When logged in as an Admin you can go to the main Girder interface and Admin -> AssetStores -> Create new Amazon S3 assetstore.

This will bring up the interface for configuring access to an S3 bucket basked on Access ID/Secret keys and the bucket name.

After creation of an S3 asset store files can be imported into a collection or a folder in the AssetStore menu.

DIVE S3 Import Process

When importing Video files while using the DIVE-DSA plugin the following process happens:

  1. As the system goes through the bucket paths it will look for files that have typical video extensions (mp4, mov, avi, and others).
  2. When a video file is found it will generate a folder with the name Video {video filename}.
  3. It will then place the video file inside of the new folder
  4. The new folder will be tagged with the following metadata:
    • fps: -1 - sets the fps to -1 so that when post process is called it will set the annotation fps to the video fps
    • type - will be 'video' for importing videos
    • import_path - information about the folder import path
    • import_source - The s3 path for the importing of the video
    • MarkForPostProcess: true - inidication for the system that this folder should be postprocessed (See Post Process)[VideoConversion.md]
  5. After all videos have been imported a recursive call to a special version of dive_rpc/batch_postprocess/{folderId} which will recursive check the folder the S3 data is imported into.
  6. This recursive process will look for folders with the MarkForPostProcess: true metadata and run the standard Post Process logic on them to transcode the video if required and to convert the folder into a valid DIVE dataset.

NOTE: This could generate a lot of jobs if there are thousands of videos. Keep an eye on the jobs and make sure that they are properly finishing with the 'success' status.

Errors or Failures

If there are any errors or failures during the post-processing of the videos there are a few options that can be done to try to resolve the problems.
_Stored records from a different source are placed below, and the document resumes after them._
//! Port map value types
//!
//! A port map ties an externally reachable proxy port to the port an app
//! process listens on inside its container. The canonical text form is
//! `scheme:host_port:container_port`, which is also what gets persisted.

use crate::error::ParseError;
use serde::{Deserialize, Serialize};
use std::collections::HashSet;
use std::fmt;
use std::str::FromStr;

/// Default proxy port for plain HTTP
pub const DEFAULT_HTTP_PORT: u16 = 80;
/// Default proxy port for HTTPS
pub const DEFAULT_HTTPS_PORT: u16 = 443;

/// Protocol served on the host side of a mapping
///
/// Proxies may support schemes beyond the well-known ones (`grpc`, `grpcs`),
/// so any non-empty token is accepted and carried through as `Other`.
#[derive(Debug, Clone, PartialEq, Eq, Hash, PartialOrd, Ord, Serialize, Deserialize)]
#[serde(try_from = "String", into = "String")]
pub enum Scheme {
    Http,
    Https,
    Tcp,
    Udp,
    /// Bare port reservation with no user-facing route
    Internal,
    Other(String),
}

impl Scheme {
    pub fn as_str(&self) -> &str {
        match self {
            Scheme::Http => "http",
            Scheme::Https => "https",
            Scheme::Tcp => "tcp",
            Scheme::Udp => "udp",
            Scheme::Internal => "__internal__",
            Scheme::Other(name) => name.as_str(),
        }
    }
}

impl fmt::Display for Scheme {
    fn fmt(&self, f: &mut fmt::Formatter<'_>) -> fmt::Result {
        f.write_str(self.as_str())
    }
}

impl FromStr for Scheme {
    type Err = ParseError;

    fn from_str(s: &str) -> Result<Self, Self::Err> {
        match s {
            "" => Err(ParseError::new(s, "empty scheme")),
            "http" => Ok(Scheme::Http),
            "https" => Ok(Scheme::Https),
            "tcp" => Ok(Scheme::Tcp),
            "udp" => Ok(Scheme::Udp),
            "__internal__" => Ok(Scheme::Internal),
            other if other.chars().any(char::is_whitespace) => {
                Err(ParseError::new(other, "scheme contains whitespace"))
            }
            other => Ok(Scheme::Other(other.to_string())),
        }
    }
}

impl TryFrom<String> for Scheme {
    type Error = ParseError;

    fn try_from(s: String) -> Result<Self, Self::Error> {
        s.parse()
    }
}

impl From<Scheme> for String {
    fn from(scheme: Scheme) -> String {
        match scheme {
            Scheme::Other(name) => name,
            known => known.as_str().to_string(),
        }
    }
}

/// A TCP/UDP port in the range 1-65535
#[derive(Debug, Clone, Copy, PartialEq, Eq, Hash, PartialOrd, Ord, Serialize, Deserialize)]
#[serde(try_from = "u16", into = "u16")]
pub struct Port(u16);

impl Port {
    pub const HTTP: Port = Port(DEFAULT_HTTP_PORT);
    pub const HTTPS: Port = Port(DEFAULT_HTTPS_PORT);

    pub fn new(port: u16) -> Result<Self, ParseError> {
        if port == 0 {
            return Err(ParseError::new("0", "port must be between 1 and 65535"));
        }
        Ok(Self(port))
    }

    pub fn get(self) -> u16 {
        self.0
    }
}

impl TryFrom<u16> for Port {
    type Error = ParseError;

    fn try_from(port: u16) -> Result<Self, Self::Error> {
        Port::new(port)
    }
}

impl From<Port> for u16 {
    fn from(port: Port) -> u16 {
        port.0
    }
}

impl fmt::Display for Port {
    fn fmt(&self, f: &mut fmt::Formatter<'_>) -> fmt::Result {
        write!(f, "{}", self.0)
    }
}

impl FromStr for Port {
    type Err = ParseError;

    fn from_str(s: &str) -> Result<Self, Self::Err> {
        // Only the canonical spelling, so display gives back the input
        if s.starts_with('+') || (s.len() > 1 && s.starts_with('0')) {
            return Err(ParseError::new(s, "invalid port: not in canonical form"));
        }
        let port: u16 = s
            .parse()
            .map_err(|e| ParseError::new(s, format!("invalid port: {}", e)))?;
        Port::new(port).map_err(|e| ParseError::new(s, e.reason))
    }
}

/// One `scheme:host_port:container_port` mapping
///
/// Field order matches the JSON emitted by `ports-get --format json`.
#[derive(Debug, Clone, PartialEq, Eq, Hash, Serialize, Deserialize)]
pub struct PortMap {
    pub container_port: Port,
    pub host_port: Port,
    pub scheme: Scheme,
}

impl PortMap {
    pub fn new(scheme: Scheme, host_port: Port, container_port: Port) -> Self {
        Self {
            container_port,
            host_port,
            scheme,
        }
    }

    /// Reservation for a bare host port, as produced by `"5000"` in a list string
    pub fn internal(port: Port) -> Self {
        Self::new(Scheme::Internal, port, port)
    }

    /// True for environment scaffolding that must never be reported or persisted
    pub fn allows_persistence(&self) -> bool {
        self.scheme == Scheme::Internal
    }

    pub fn matches(&self, scheme: &Scheme, host_port: u16) -> bool {
        self.scheme == *scheme && self.host_port.get() == host_port
    }
}

impl fmt::Display for PortMap {
    fn fmt(&self, f: &mut fmt::Formatter<'_>) -> fmt::Result {
        write!(f, "{}:{}:{}", self.scheme, self.host_port, self.container_port)
    }
}

impl FromStr for PortMap {
    type Err = ParseError;

    fn from_str(s: &str) -> Result<Self, Self::Err> {
        let parts: Vec<&str> = s.split(':').collect();
        if parts.len() != 3 {
            return Err(ParseError::new(
                s,
                format!("expected 3 fields, found {}", parts.len()),
            ));
        }

        let scheme: Scheme = parts[0]
            .parse()
            .map_err(|e: ParseError| ParseError::new(s, e.reason))?;
        let host_port: Port = parts[1]
            .parse()
            .map_err(|e: ParseError| ParseError::new(s, format!("host port: {}", e.reason)))?;
        let container_port: Port = parts[2]
            .parse()
            .map_err(|e: ParseError| ParseError::new(s, format!("container port: {}", e.reason)))?;

        Ok(PortMap::new(scheme, host_port, container_port))
    }
}

/// Parse a whitespace separated list such as `"http:80:5000 https:443:5000"`
///
/// A bare number becomes an internal reservation. One bad entry rejects the
/// whole string.
pub fn parse_port_map_string(value: &str) -> Result<Vec<PortMap>, ParseError> {
    value
        .split_whitespace()
        .map(|entry| {
            if entry.contains(':') {
                entry.parse()
            } else {
                entry.parse::<Port>().map(PortMap::internal)
            }
        })
        .collect()
}

/// Parse stored list entries, one port map per element
pub fn parse_port_map_list<S: AsRef<str>>(values: &[S]) -> Result<Vec<PortMap>, ParseError> {
    values
        .iter()
        .map(|v| v.as_ref().trim())
        .filter(|v| !v.is_empty())
        .map(|v| v.parse::<PortMap>())
        .collect()
}

/// Keep the first occurrence of each distinct mapping, preserving order
pub fn unique_port_maps(port_maps: &[PortMap]) -> Vec<PortMap> {
    let mut seen = HashSet::new();
    port_maps
        .iter()
        .filter(|pm| seen.insert(*pm))
        .cloned()
        .collect()
}

/// Mappings for a given scheme and host port
pub fn filter_port_maps(port_maps: &[PortMap], scheme: &Scheme, host_port: u16) -> Vec<PortMap> {
    port_maps
        .iter()
        .filter(|pm| pm.matches(scheme, host_port))
        .cloned()
        .collect()
}

/// Canonical strings for the mappings that may be stored, deduplicated and sorted
pub fn to_persisted_values(port_maps: &[PortMap]) -> Vec<String> {
    let mut values: Vec<String> = unique_port_maps(port_maps)
        .iter()
        .filter(|pm| !pm.allows_persistence())
        .map(PortMap::to_string)
        .collect();
    values.sort();
    values
}
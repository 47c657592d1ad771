//! Error types for port mapping operations
//!
//! Three families surface to callers:
//! - `ParseError` for malformed port map strings
//! - `StoreError` for property and config storage failures
//! - validation errors (`InvalidFormat`, `UnknownProperty`) for bad trigger input

use thiserror::Error;

/// A port map string that could not be parsed
#[derive(Debug, Clone, PartialEq, Eq, Error)]
#[error("Invalid port map {input}: {reason}")]
pub struct ParseError {
    /// The offending input entry
    pub input: String,
    /// Why it was rejected
    pub reason: String,
}

impl ParseError {
    pub fn new(input: impl Into<String>, reason: impl Into<String>) -> Self {
        Self {
            input: input.into(),
            reason: reason.into(),
        }
    }
}

/// Errors from the property store and config collaborators.
#[derive(Debug, Error)]
pub enum StoreError {
    /// SQLite backend failure.
    #[error("Database error: {0}")]
    Sqlite(#[from] rusqlite::Error),

    /// The store could not service the request.
    #[error("Property store unavailable: {0}")]
    Unavailable(String),

    /// A stored value that cannot be decoded.
    #[error("Corrupt property {key}: {reason}")]
    Corrupt { key: String, reason: String },

    #[error("Unable to encode property: {0}")]
    Encode(#[from] serde_json::Error),
}

/// Errors returned by ports triggers.
#[derive(Debug, Error)]
pub enum PortsError {
    #[error(transparent)]
    Parse(#[from] ParseError),

    #[error(transparent)]
    Store(#[from] StoreError),

    /// Output format other than `stdout` or `json`.
    #[error("Invalid format specified: {0}")]
    InvalidFormat(String),

    /// Property key the ports plugin does not expose.
    #[error("Invalid ports property specified: {0}")]
    UnknownProperty(String),

    /// A stored scalar property that should hold a port but doesn't.
    #[error("Invalid value for ports property {key}: {value}")]
    InvalidPropertyValue { key: String, value: String },

    #[error("Unable to marshal port mapping: {0}")]
    Encode(#[from] serde_json::Error),

    /// No ephemeral port at or above the configured minimum could be bound.
    #[error("No available port found at or above {0}")]
    NoAvailablePort(u16),
}

impl From<rusqlite::Error> for PortsError {
    fn from(err: rusqlite::Error) -> Self {
        PortsError::Store(StoreError::Sqlite(err))
    }
}

/// Result type for ports operations.
pub type PortsResult<T> = Result<T, PortsError>;

/// Result of a best-effort cleanup step.
///
/// Teardown paths never fail the caller; anything that went wrong is handed
/// back as a `Warning` so it can be logged or asserted on.
#[derive(Debug)]
pub enum CleanupOutcome {
    Completed,
    Warning(PortsError),
}

impl CleanupOutcome {
    pub fn is_warning(&self) -> bool {
        matches!(self, CleanupOutcome::Warning(_))
    }
}
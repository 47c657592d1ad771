use serde::Deserialize;
use std::path::{Path, PathBuf};

/// Settings for the ports trigger binary
#[derive(Debug, Deserialize, Clone, Default)]
pub struct Settings {
    /// Property store location
    #[serde(default)]
    pub store: StoreSettings,

    /// Log output
    #[serde(default)]
    pub logging: LoggingSettings,

    /// Port allocation behavior
    #[serde(default)]
    pub ports: PortSettings,
}

#[derive(Debug, Deserialize, Clone)]
pub struct StoreSettings {
    /// Path to the SQLite database (default: <data dir>/spawngate/ports.db)
    #[serde(default = "default_store_path")]
    pub path: PathBuf,
}

impl Default for StoreSettings {
    fn default() -> Self {
        Self {
            path: default_store_path(),
        }
    }
}

#[derive(Debug, Deserialize, Clone)]
pub struct LoggingSettings {
    /// tracing filter directive, overridden by RUST_LOG
    #[serde(default = "default_log_filter")]
    pub filter: String,
}

impl Default for LoggingSettings {
    fn default() -> Self {
        Self {
            filter: default_log_filter(),
        }
    }
}

#[derive(Debug, Deserialize, Clone, PartialEq)]
pub struct PortSettings {
    /// Lowest port `ports-get-available` may hand out (default: 1025)
    #[serde(default = "default_available_port_min")]
    pub available_port_min: u16,

    /// Ephemeral bind attempts before giving up (default: 20)
    #[serde(default = "default_available_port_attempts")]
    pub available_port_attempts: u32,
}

impl Default for PortSettings {
    fn default() -> Self {
        Self {
            available_port_min: default_available_port_min(),
            available_port_attempts: default_available_port_attempts(),
        }
    }
}

fn default_store_path() -> PathBuf {
    dirs_next::data_dir()
        .map(|dir| dir.join("spawngate"))
        .unwrap_or_else(|| PathBuf::from("."))
        .join("ports.db")
}

fn default_log_filter() -> String {
    "spawngate_ports=info".to_string()
}

fn default_available_port_min() -> u16 {
    1025
}

fn default_available_port_attempts() -> u32 {
    20
}

impl Settings {
    pub fn load<P: AsRef<Path>>(path: P) -> anyhow::Result<Self> {
        let content = std::fs::read_to_string(path)?;
        let settings: Settings = toml::from_str(&content)?;
        settings.validate()?;
        Ok(settings)
    }

    /// Load `path` when it exists, otherwise fall back to defaults
    pub fn load_or_default<P: AsRef<Path>>(path: P) -> anyhow::Result<Self> {
        if path.as_ref().exists() {
            Self::load(path)
        } else {
            Ok(Self::default())
        }
    }

    /// Validate all settings
    pub fn validate(&self) -> anyhow::Result<()> {
        let mut errors = Vec::new();

        if self.ports.available_port_min == 0 {
            errors.push("ports.available_port_min must be at least 1".to_string());
        }

        if self.ports.available_port_attempts == 0 {
            errors.push("ports.available_port_attempts must be at least 1".to_string());
        }

        if self.store.path.as_os_str().is_empty() {
            errors.push("store.path must not be empty".to_string());
        }

        if !errors.is_empty() {
            anyhow::bail!("Configuration errors:\n  - {}", errors.join("\n  - "));
        }

        Ok(())
    }
}
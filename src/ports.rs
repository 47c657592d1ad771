//! Ports plugin handle
//!
//! `Ports` bundles the collaborators every trigger needs. The trigger
//! implementations live in `resolver`, `reconcile`, `lifecycle` and
//! `triggers`, each adding methods to this type.

use crate::config::PortSettings;
use crate::db::Database;
use crate::store::{AppPlatform, ConfigStore, PropertyStore};

/// Property namespace owned by this plugin
pub const PLUGIN: &str = "ports";

/// Persisted, user-configured mappings
pub const MAP_PROPERTY: &str = "map";
/// Mappings inferred from the deployed app
pub const DETECTED_MAP_PROPERTY: &str = "map-detected";
pub const PROXY_PORT_PROPERTY: &str = "proxy-port";
pub const PROXY_SSL_PORT_PROPERTY: &str = "proxy-ssl-port";

pub const PROXY_PORT_CONFIG: &str = "DOKKU_PROXY_PORT";
pub const PROXY_SSL_PORT_CONFIG: &str = "DOKKU_PROXY_SSL_PORT";
/// Pre-property storage of the port map, removed by `install`
pub const LEGACY_PORT_MAP_CONFIG: &str = "DOKKU_PROXY_PORT_MAP";

/// Ports plugin bound to its property store, app config and app directory
///
/// Invocations are assumed to be serialized per app by the caller; nothing
/// here takes a lock across store calls.
pub struct Ports<'a> {
    pub(crate) store: &'a dyn PropertyStore,
    pub(crate) config: &'a dyn ConfigStore,
    pub(crate) platform: &'a dyn AppPlatform,
    pub(crate) settings: PortSettings,
}

impl<'a> Ports<'a> {
    pub fn new(
        store: &'a dyn PropertyStore,
        config: &'a dyn ConfigStore,
        platform: &'a dyn AppPlatform,
    ) -> Self {
        Self {
            store,
            config,
            platform,
            settings: PortSettings::default(),
        }
    }

    /// Use one database for every collaborator
    pub fn from_database(db: &'a Database) -> Self {
        Self::new(db, db, db)
    }

    pub fn with_settings(mut self, settings: PortSettings) -> Self {
        self.settings = settings;
        self
    }
}
//! Spawngate ports - port mapping reconciliation for PaaS applications
//!
//! This library keeps an app's proxy port mappings consistent:
//! - Parses and stores `scheme:host_port:container_port` mappings
//! - Resolves persisted mappings over detected ones
//! - Migrates http:80 mappings to https:443 when a certificate is added or removed
//! - Copies or destroys mappings when apps are cloned, renamed or deleted
//! - Migrates legacy `DOKKU_PROXY_PORT_MAP` config into properties

pub mod config;
pub mod db;
pub mod error;
pub mod lifecycle;
pub mod portmap;
pub mod ports;
pub mod reconcile;
pub mod resolver;
pub mod store;
pub mod triggers;
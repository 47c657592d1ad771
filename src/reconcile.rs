//! Persisted mapping mutation and certificate-driven reconciliation
//!
//! Every write goes through `set_port_maps`, which deduplicates, drops
//! internal reservations and sorts before a single `write_list`, so a stored
//! `map` never holds duplicates even if a later step fails.
//!
//! Reconciliation is not transactional across store calls. Each step is
//! idempotent, so a failed trigger is recovered by running it again.

use crate::error::PortsResult;
use crate::portmap::{
    filter_port_maps, to_persisted_values, unique_port_maps, Port, PortMap, Scheme,
    DEFAULT_HTTPS_PORT, DEFAULT_HTTP_PORT,
};
use crate::ports::{
    Ports, DETECTED_MAP_PROPERTY, MAP_PROPERTY, PLUGIN, PROXY_PORT_CONFIG, PROXY_SSL_PORT_CONFIG,
};
use std::collections::HashSet;
use tracing::{debug, info};

impl Ports<'_> {
    /// Replace the persisted mappings for an app
    pub fn set_port_maps(&self, app: &str, port_maps: &[PortMap]) -> PortsResult<()> {
        let values = to_persisted_values(port_maps);
        debug!(app, maps = ?values, "Writing port maps");
        self.store.write_list(PLUGIN, app, MAP_PROPERTY, &values)?;
        Ok(())
    }

    /// Append mappings to the persisted set
    pub fn add_port_maps(&self, app: &str, port_maps: &[PortMap]) -> PortsResult<()> {
        let mut all = self.get_port_maps(app)?;
        all.extend_from_slice(port_maps);
        self.set_port_maps(app, &all)
    }

    /// Drop mappings from the persisted set
    ///
    /// An internal reservation removes every mapping on its host port. When
    /// nothing is left the `map` property is deleted so the detected mappings
    /// take over again.
    pub fn remove_port_maps(&self, app: &str, port_maps: &[PortMap]) -> PortsResult<()> {
        let remaining = remove_matching(&self.get_port_maps(app)?, port_maps);

        if remaining.is_empty() {
            debug!(app, "No port maps left, deleting property");
            self.store.delete(PLUGIN, app, MAP_PROPERTY)?;
            return Ok(());
        }

        self.set_port_maps(app, &remaining)
    }

    /// Migrate http:80 mappings to https:443 once a certificate is installed
    pub fn post_certs_update(&self, app: &str) -> PortsResult<()> {
        let port = self.config.get_with_default(app, PROXY_PORT_CONFIG, "")?;
        let ssl_port = self.config.get_with_default(app, PROXY_SSL_PORT_CONFIG, "")?;

        // Default ports become implicit once expressed as port maps
        let mut to_unset = Vec::new();
        if port == DEFAULT_HTTP_PORT.to_string() {
            to_unset.push(PROXY_PORT_CONFIG);
        }
        if ssl_port == DEFAULT_HTTPS_PORT.to_string() {
            to_unset.push(PROXY_SSL_PORT_CONFIG);
        }
        if !to_unset.is_empty() {
            self.config.unset_many(app, &to_unset, false)?;
        }

        let port_maps = self.get_port_maps(app)?;
        let http_port_maps = unique_port_maps(&filter_port_maps(
            &port_maps,
            &Scheme::Http,
            DEFAULT_HTTP_PORT,
        ));

        if http_port_maps.is_empty() {
            debug!(app, "No http:80 port maps, skipping https migration");
            return Ok(());
        }

        let stale_https = filter_port_maps(&port_maps, &Scheme::Https, DEFAULT_HTTPS_PORT);
        self.remove_port_maps(app, &stale_https)?;

        let https_port_maps: Vec<PortMap> = http_port_maps
            .iter()
            .map(|pm| PortMap::new(Scheme::Https, Port::HTTPS, pm.container_port))
            .collect();

        info!(
            app,
            count = https_port_maps.len(),
            "Adding https:443 port maps for installed certificate"
        );
        self.add_port_maps(app, &https_port_maps)
    }

    /// Drop https:443 mappings once the certificate is gone
    pub fn post_certs_remove(&self, app: &str) -> PortsResult<()> {
        self.config
            .unset_many(app, &[PROXY_SSL_PORT_CONFIG], false)?;

        let https_port_maps =
            self.filter_app_port_maps(app, &Scheme::Https, DEFAULT_HTTPS_PORT)?;
        if !https_port_maps.is_empty() {
            info!(
                app,
                count = https_port_maps.len(),
                "Removing https:443 port maps for removed certificate"
            );
        }
        self.remove_port_maps(app, &https_port_maps)?;

        // Persisted maps may now be empty, in which case detection is reported
        let detected = self.get_detected_port_maps(app)?;
        let stale_detected = filter_port_maps(&detected, &Scheme::Https, DEFAULT_HTTPS_PORT);
        if !stale_detected.is_empty() {
            let remaining = remove_matching(&detected, &stale_detected);
            self.store.write_list(
                PLUGIN,
                app,
                DETECTED_MAP_PROPERTY,
                &to_persisted_values(&remaining),
            )?;
        }

        Ok(())
    }
}

/// `existing` without anything named in `to_remove`
fn remove_matching(existing: &[PortMap], to_remove: &[PortMap]) -> Vec<PortMap> {
    let mut exact = HashSet::new();
    let mut by_host_port = HashSet::new();
    for pm in to_remove {
        if pm.allows_persistence() {
            by_host_port.insert(pm.host_port);
        } else {
            exact.insert(pm);
        }
    }

    existing
        .iter()
        .filter(|pm| !exact.contains(pm) && !by_host_port.contains(&pm.host_port))
        .cloned()
        .collect()
}
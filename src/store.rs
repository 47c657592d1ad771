//! Collaborator interfaces consumed by the ports engine
//!
//! The engine never talks to storage directly. Properties, app config and the
//! platform's app directory are reached through these traits; `db::Database`
//! provides the SQLite implementation used by the trigger binary.

use crate::error::StoreError;

/// Scope used for platform-wide properties
pub const GLOBAL_SCOPE: &str = "--global";

/// Per-(plugin, scope) key/value storage with ordered list values
pub trait PropertyStore {
    /// Scalar value, empty when unset
    fn get(&self, plugin: &str, scope: &str, key: &str) -> Result<String, StoreError>;

    fn get_default(
        &self,
        plugin: &str,
        scope: &str,
        key: &str,
        default: &str,
    ) -> Result<String, StoreError> {
        let value = self.get(plugin, scope, key)?;
        if value.is_empty() {
            Ok(default.to_string())
        } else {
            Ok(value)
        }
    }

    /// True when the key holds either a scalar or a list
    fn exists(&self, plugin: &str, scope: &str, key: &str) -> Result<bool, StoreError>;

    fn write(&self, plugin: &str, scope: &str, key: &str, value: &str) -> Result<(), StoreError>;

    fn delete(&self, plugin: &str, scope: &str, key: &str) -> Result<(), StoreError>;

    /// Ordered list value, empty when unset
    fn read_list(&self, plugin: &str, scope: &str, key: &str) -> Result<Vec<String>, StoreError>;

    /// Replace a list value in one step
    fn write_list(
        &self,
        plugin: &str,
        scope: &str,
        key: &str,
        values: &[String],
    ) -> Result<(), StoreError>;

    /// Copy every key of `from_scope` to `to_scope`
    fn clone_namespace(&self, plugin: &str, from_scope: &str, to_scope: &str)
        -> Result<(), StoreError>;

    /// Remove every key of `scope`
    fn destroy(&self, plugin: &str, scope: &str) -> Result<(), StoreError>;
}

/// Application environment config
pub trait ConfigStore {
    fn get_with_default(&self, app: &str, key: &str, default: &str) -> Result<String, StoreError>;

    fn unset_many(&self, app: &str, keys: &[&str], restart: bool) -> Result<(), StoreError>;
}

/// What the platform knows about its apps
pub trait AppPlatform {
    fn list_apps(&self) -> Result<Vec<String>, StoreError>;

    fn is_vhost_enabled(&self, app: &str) -> Result<bool, StoreError>;

    fn has_certificate(&self, app: &str) -> Result<bool, StoreError>;
}
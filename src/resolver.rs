//! Effective port mappings for an app
//!
//! Persisted mappings win outright; the detected list is only consulted when
//! nothing has been persisted.

use crate::error::PortsResult;
use crate::portmap::{filter_port_maps, parse_port_map_list, unique_port_maps, PortMap, Scheme};
use crate::ports::{Ports, DETECTED_MAP_PROPERTY, MAP_PROPERTY, PLUGIN};

impl Ports<'_> {
    /// Persisted mappings in stored order
    pub fn get_port_maps(&self, app: &str) -> PortsResult<Vec<PortMap>> {
        self.read_port_maps(app, MAP_PROPERTY)
    }

    /// Detected mappings in stored order
    pub fn get_detected_port_maps(&self, app: &str) -> PortsResult<Vec<PortMap>> {
        self.read_port_maps(app, DETECTED_MAP_PROPERTY)
    }

    pub(crate) fn read_port_maps(&self, app: &str, key: &str) -> PortsResult<Vec<PortMap>> {
        let values = self.store.read_list(PLUGIN, app, key)?;
        Ok(parse_port_map_list(&values)?)
    }

    /// Mappings reported for an app: persisted, else detected, minus internal
    /// reservations and duplicates
    pub fn resolve(&self, app: &str) -> PortsResult<Vec<PortMap>> {
        let mut port_maps = self.get_port_maps(app)?;
        if port_maps.is_empty() {
            port_maps = self.get_detected_port_maps(app)?;
        }

        let reportable: Vec<PortMap> = port_maps
            .into_iter()
            .filter(|pm| !pm.allows_persistence())
            .collect();

        Ok(unique_port_maps(&reportable))
    }

    /// Persisted mappings for one scheme and host port
    pub fn filter_app_port_maps(
        &self,
        app: &str,
        scheme: &Scheme,
        host_port: u16,
    ) -> PortsResult<Vec<PortMap>> {
        Ok(filter_port_maps(&self.get_port_maps(app)?, scheme, host_port))
    }
}
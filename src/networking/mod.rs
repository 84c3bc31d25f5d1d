// Copyright (c) 2026 Gvp
// Licensed under the Apache License, Version 2.0

#![forbid(unsafe_code)]
#![allow(missing_docs)]

//! Networking: UDP transport, RTT probing, composite-offset publishing, the
//! incoming trust filter, and the receive loop that ties them together.

/// Minimal two-way echo implementing `prober::EchoClient` over UDP.
pub mod echo;
/// Bounded-worker-pool RTT measurement over the peer set.
pub mod prober;
/// Builds and sends signed composite offsets.
pub mod publisher;
/// Single-task loop pulling datagrams off the listening socket.
pub mod receiver;
/// UDP datagram send/receive primitives.
pub mod transport;
/// Trust-gated admission of incoming offsets into the cache.
pub mod trust;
  • Utilize the dive_rpc/batch_postprocess/{folderId} endpoint to try to start the jobs again if needed.
  • Within the core repo there is a python script (./scripts/postProcessVideos.py). pip installing girder-client and running this script will attempt to convert any folder which still has fps:-1 and has MarkForPostProcess: any where the value is either false/true as long as it exists.
    • There are some configuration settings in the top of the postProcessVideos.py file
    • apiURL- the URL or location of the server
    • port - default port used for the girder server
    • rootFolderId - the base folder you want to recursively check for imported S3 data
    • limit - a way to limit the number of jobs created for testing purposes. If using the script, use a small limit first to make sure the process works before attempting to convert thousands of videos.